WHAT YOU NEED TO DO. If a line in the records contains the word "status", count it; state the resulting number and nothing more.
┌─ INFORMATION SUPPLIED
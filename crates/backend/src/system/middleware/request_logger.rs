use axum::body::Body;
use axum::http::Request;
use axum::middleware::Next;
use axum::response::Response;

/// Middleware для логирования HTTP запросов
///
/// Пишет в лог метод, путь с query, статус и длительность. Ответы с
/// ошибкой уходят уровнем `warn`.
pub async fn request_logger(req: Request<Body>, next: Next) -> Response {
    let start = std::time::Instant::now();
    let method = req.method().clone();
    let uri = req.uri().clone();

    let response = next.run(req).await;

    let status = response.status();
    let elapsed_ms = start.elapsed().as_millis();
    if status.is_client_error() || status.is_server_error() {
        tracing::warn!("{} {} {} {}ms", status.as_u16(), method, uri, elapsed_ms);
    } else {
        tracing::info!("{} {} {} {}ms", status.as_u16(), method, uri, elapsed_ms);
    }

    response
}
└─
SOLUTION. 4